• [SUPPLIED MATERIAL]
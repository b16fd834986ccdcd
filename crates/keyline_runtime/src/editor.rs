//! Line editor abstraction for the REPL.
//!
//! This module provides a trait-based abstraction over line editing libraries,
//! allowing the REPL to use rustyline while remaining swappable (and scriptable
//! in tests).

use keyline_foundation::{Error, Result};
use rustyline::completion::{Completer, Pair};
use rustyline::error::ReadlineError;
use rustyline::highlight::{CmdKind, Highlighter};
use rustyline::hint::HistoryHinter;
use rustyline::history::DefaultHistory;
use rustyline::{Completer, Config, Context, Editor, Helper, Hinter, Validator};
use std::borrow::Cow;

/// Result of reading a line from the editor.
#[derive(Debug, Clone, PartialEq, Eq)]
pub enum ReadResult {
    /// A line was successfully read.
    Line(String),
    /// User pressed Ctrl+C.
    Interrupted,
    /// User pressed Ctrl+D (EOF).
    Eof,
}

/// Abstraction over line editing functionality.
pub trait LineEditor {
    /// Read a line with the given prompt.
    ///
    /// # Errors
    ///
    /// Returns an error if reading from the terminal fails.
    fn read_line(&mut self, prompt: &str) -> Result<ReadResult>;

    /// Add a line to history.
    fn add_history(&mut self, line: &str);

    /// Set the words offered for completion at the start of a line.
    fn set_keywords(&mut self, keywords: Vec<String>);
}

/// Helper for rustyline that provides completion, hints, and highlighting.
#[derive(Helper, Completer, Hinter, Validator)]
struct KeylineHelper {
    #[rustyline(Completer)]
    completer: KeywordCompleter,
    #[rustyline(Hinter)]
    hinter: HistoryHinter,
}

impl Highlighter for KeylineHelper {
    fn highlight_prompt<'b, 's: 'b, 'p: 'b>(
        &'s self,
        prompt: &'p str,
        default: bool,
    ) -> Cow<'b, str> {
        if default {
            Cow::Owned(format!("\x1b[1;32m{prompt}\x1b[0m"))
        } else {
            Cow::Borrowed(prompt)
        }
    }

    fn highlight_hint<'h>(&self, hint: &'h str) -> Cow<'h, str> {
        Cow::Owned(format!("\x1b[2m{hint}\x1b[0m"))
    }

    fn highlight_char(&self, _line: &str, _pos: usize, _kind: CmdKind) -> bool {
        false
    }
}

/// Completes command keywords in the first word of the line.
#[derive(Default)]
struct KeywordCompleter {
    keywords: Vec<String>,
}

impl KeywordCompleter {
    fn candidates(&self, line: &str, pos: usize) -> (usize, Vec<Pair>) {
        let start = line[..pos]
            .rfind(char::is_whitespace)
            .map_or(0, |i| i + 1);

        // Only the keyword position completes
        if !line[..start].trim().is_empty() {
            return (start, Vec::new());
        }

        let word = &line[start..pos];
        let candidates = self
            .keywords
            .iter()
            .filter(|kw| kw.starts_with(word))
            .map(|kw| Pair {
                display: kw.clone(),
                replacement: kw.clone(),
            })
            .collect();

        (start, candidates)
    }
}

impl Completer for KeywordCompleter {
    type Candidate = Pair;

    fn complete(
        &self,
        line: &str,
        pos: usize,
        _ctx: &Context<'_>,
    ) -> rustyline::Result<(usize, Vec<Pair>)> {
        Ok(self.candidates(line, pos))
    }
}

/// Line editor implementation using rustyline.
pub struct RustylineEditor {
    editor: Editor<KeylineHelper, DefaultHistory>,
}

impl RustylineEditor {
    /// Creates a new rustyline-based editor keeping `history_size` lines.
    ///
    /// # Errors
    ///
    /// Returns an error if the history size is rejected or rustyline
    /// initialization fails.
    pub fn new(history_size: usize) -> Result<Self> {
        let config = Config::builder()
            .auto_add_history(false)
            .max_history_size(history_size)
            .map_err(|e| Error::editor(e.to_string()))?
            .build();

        let helper = KeylineHelper {
            completer: KeywordCompleter::default(),
            hinter: HistoryHinter::new(),
        };

        let mut editor =
            Editor::with_config(config).map_err(|e| Error::editor(e.to_string()))?;
        editor.set_helper(Some(helper));

        Ok(Self { editor })
    }
}

impl LineEditor for RustylineEditor {
    fn read_line(&mut self, prompt: &str) -> Result<ReadResult> {
        match self.editor.readline(prompt) {
            Ok(line) => Ok(ReadResult::Line(line)),
            Err(ReadlineError::Interrupted) => Ok(ReadResult::Interrupted),
            Err(ReadlineError::Eof) => Ok(ReadResult::Eof),
            Err(e) => Err(Error::editor(e.to_string())),
        }
    }

    fn add_history(&mut self, line: &str) {
        let _ = self.editor.add_history_entry(line);
    }

    fn set_keywords(&mut self, keywords: Vec<String>) {
        if let Some(helper) = self.editor.helper_mut() {
            helper.completer.keywords = keywords;
        }
    }
}
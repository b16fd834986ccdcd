//! The main REPL implementation.

use crate::config::ReplConfig;
use crate::editor::{LineEditor, ReadResult, RustylineEditor};
use keyline_dispatch::{Dispatcher, LineTokenizer, Resolution};
use keyline_foundation::{Error, ErrorContext, Result};
use std::fs;
use std::path::Path;

/// Words the REPL handles itself before consulting the registry.
const BUILTINS: [&str; 3] = ["help", "exit", "quit"];

/// What happened to one line of input.
#[derive(Debug)]
pub enum LineOutcome {
    /// Blank line or `#` comment.
    Skipped,
    /// `help` output, one signature per line.
    Help(Vec<String>),
    /// `exit` or `quit`.
    Exit,
    /// A command ran.
    Dispatched(Resolution),
}

/// Counts from one script run.
#[derive(Debug, Clone, Copy, Default, PartialEq, Eq)]
pub struct ScriptSummary {
    /// Lines that dispatched a command.
    pub executed: usize,
    /// Lines that failed to dispatch.
    pub failed: usize,
}

/// The interactive REPL.
pub struct Repl<E: LineEditor = RustylineEditor> {
    /// The line editor for input.
    editor: E,

    /// Commands available to the user.
    dispatcher: Dispatcher,

    /// Prompt, banner, and script settings.
    config: ReplConfig,
}

impl Repl<RustylineEditor> {
    /// Creates a new REPL with the default rustyline editor.
    ///
    /// # Errors
    ///
    /// Returns an error if the editor fails to initialize.
    pub fn new(dispatcher: Dispatcher, config: ReplConfig) -> Result<Self> {
        let editor = RustylineEditor::new(config.history_size)?;
        Ok(Self::with_editor(editor, dispatcher, config))
    }
}

impl<E: LineEditor> Repl<E> {
    /// Creates a new REPL with the given editor.
    pub fn with_editor(editor: E, dispatcher: Dispatcher, config: ReplConfig) -> Self {
        Self {
            editor,
            dispatcher,
            config,
        }
    }

    /// Returns the dispatcher commands are run through.
    #[must_use]
    pub const fn dispatcher(&self) -> &Dispatcher {
        &self.dispatcher
    }

    /// Returns the line editor.
    #[must_use]
    pub const fn editor(&self) -> &E {
        &self.editor
    }

    /// Returns the active configuration.
    #[must_use]
    pub const fn config(&self) -> &ReplConfig {
        &self.config
    }

    /// Runs the REPL loop until EOF or `exit`.
    ///
    /// # Errors
    ///
    /// Returns an error if reading input fails fatally.
    pub fn run(&mut self) -> Result<()> {
        if self.config.show_banner {
            self.print_banner();
        }

        while self.read_eval_print()? {}

        println!("\nGoodbye!");
        Ok(())
    }

    /// Executes one read-eval-print iteration.
    ///
    /// Returns `Ok(true)` to continue, `Ok(false)` to exit.
    fn read_eval_print(&mut self) -> Result<bool> {
        // Actions may register commands, so refresh every round
        let mut keywords = self.dispatcher.keywords();
        keywords.extend(BUILTINS.iter().map(ToString::to_string));
        self.editor.set_keywords(keywords);

        let line = match self.editor.read_line(&self.config.prompt)? {
            ReadResult::Line(line) => line,
            ReadResult::Interrupted => {
                println!();
                return Ok(true);
            }
            ReadResult::Eof => return Ok(false),
        };

        if line.trim().is_empty() {
            return Ok(true);
        }
        self.editor.add_history(&line);

        match self.execute_line(&line) {
            Ok(LineOutcome::Exit) => return Ok(false),
            Ok(LineOutcome::Help(lines)) => {
                for line in lines {
                    println!("  {line}");
                }
            }
            Ok(LineOutcome::Skipped | LineOutcome::Dispatched(_)) => {}
            Err(e) => self.print_error(&e),
        }

        Ok(true)
    }

    /// Executes a single line: a built-in, a comment, or a command.
    ///
    /// # Errors
    ///
    /// Returns the dispatch failure if the line names an unknown command or
    /// its arguments fit no overload.
    pub fn execute_line(&self, line: &str) -> Result<LineOutcome> {
        let tokens = LineTokenizer::tokenize(line);
        let Some(first) = tokens.first() else {
            return Ok(LineOutcome::Skipped);
        };
        if first.starts_with('#') {
            return Ok(LineOutcome::Skipped);
        }

        match (first.as_str(), tokens.len()) {
            ("exit" | "quit", 1) => return Ok(LineOutcome::Exit),
            ("help", 1) => return Ok(LineOutcome::Help(self.dispatcher.signatures())),
            ("help", 2) => {
                let keyword = &tokens[1];
                let usage = self.dispatcher.usage(keyword);
                if usage.is_empty() {
                    return Err(Error::command_not_found(keyword.as_str()));
                }
                return Ok(LineOutcome::Help(usage));
            }
            _ => {}
        }

        let resolution = self.dispatcher.dispatch(&tokens)?;
        log::info!("executed `{}`", resolution.signature());
        Ok(LineOutcome::Dispatched(resolution))
    }

    /// Executes every line of a script file.
    ///
    /// Failing lines are reported with their path and line number. With
    /// `stop_on_error` set the first failure is returned instead; otherwise
    /// the run continues and the failure is counted. `exit` ends the script.
    ///
    /// # Errors
    ///
    /// Returns an error if the file cannot be read, or the first failing
    /// line when `stop_on_error` is set.
    pub fn execute_script(&self, path: &Path) -> Result<ScriptSummary> {
        let source = path.display().to_string();
        let contents =
            fs::read_to_string(path).map_err(|e| Error::io(source.clone(), e.to_string()))?;
        log::info!("running script {source}");

        let mut summary = ScriptSummary::default();
        for (index, line) in contents.lines().enumerate() {
            match self.execute_line(line) {
                Ok(LineOutcome::Exit) => break,
                Ok(LineOutcome::Help(lines)) => {
                    for line in lines {
                        println!("  {line}");
                    }
                }
                Ok(LineOutcome::Dispatched(_)) => summary.executed += 1,
                Ok(LineOutcome::Skipped) => {}
                Err(e) => {
                    let e = e.with_context(
                        ErrorContext::new()
                            .with_source(source.as_str())
                            .with_line(index + 1)
                            .with_input(line.trim()),
                    );
                    if self.config.stop_on_error {
                        return Err(e);
                    }
                    self.print_error(&e);
                    summary.failed += 1;
                }
            }
        }

        Ok(summary)
    }

    /// Prints the welcome banner.
    #[allow(clippy::unused_self)]
    fn print_banner(&self) {
        println!("\x1b[1;36mKeyline\x1b[0m v{}", env!("CARGO_PKG_VERSION"));
        println!("Type `help` to list commands, `exit` or Ctrl+D to leave.\n");
    }

    /// Prints an error message, with context when available.
    #[allow(clippy::unused_self)]
    fn print_error(&self, error: &Error) {
        let label = if error.is_internal() {
            "Internal error"
        } else {
            "Error"
        };
        eprintln!("\x1b[31m{label}: {error}\x1b[0m");
        if let Some(context) = &error.context {
            eprintln!("  {context}");
        }
    }
}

• [YOUR INSTRUCTIONS]
Select and copy every line of the material that holds the string "fails".

• [OUTPUT]
    /// Returns an error if reading from the terminal fails.
    /// initialization fails.
    /// Returns an error if the editor fails to initialize.
    /// Returns an error if reading input fails fatally.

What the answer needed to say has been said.